**Work order**
Search the listing below for "decimals". Copy each matching line.

**Material provided**
#####

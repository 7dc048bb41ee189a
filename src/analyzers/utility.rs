/// Computes the arithmetic mean of a slice of values. Returns `None` for empty input.
pub fn mean(values: &[f64]) -> Option<f64> {
    if values.is_empty() {
        return None;
    }
    Some(values.iter().sum::<f64>() / values.len() as f64)
}

/// Rounds to `decimals` places, resolving ties to the even neighbour.
///
/// Never returns `-0.0`, so rounded values compare equal to zero when sorted.
pub fn round_to(value: f64, decimals: i32) -> f64 {
    let scale = 10f64.powi(decimals);
    (value * scale).round_ties_even() / scale + 0.0
}

/// Expresses a 0/1 mean as a percentage with one decimal.
pub fn as_rate(mean: f64) -> f64 {
    round_to(mean * 100.0, 1)
}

#####

**Reply to the exercise**
/// Rounds to `decimals` places, resolving ties to the even neighbour.
pub fn round_to(value: f64, decimals: i32) -> f64 {
    let scale = 10f64.powi(decimals);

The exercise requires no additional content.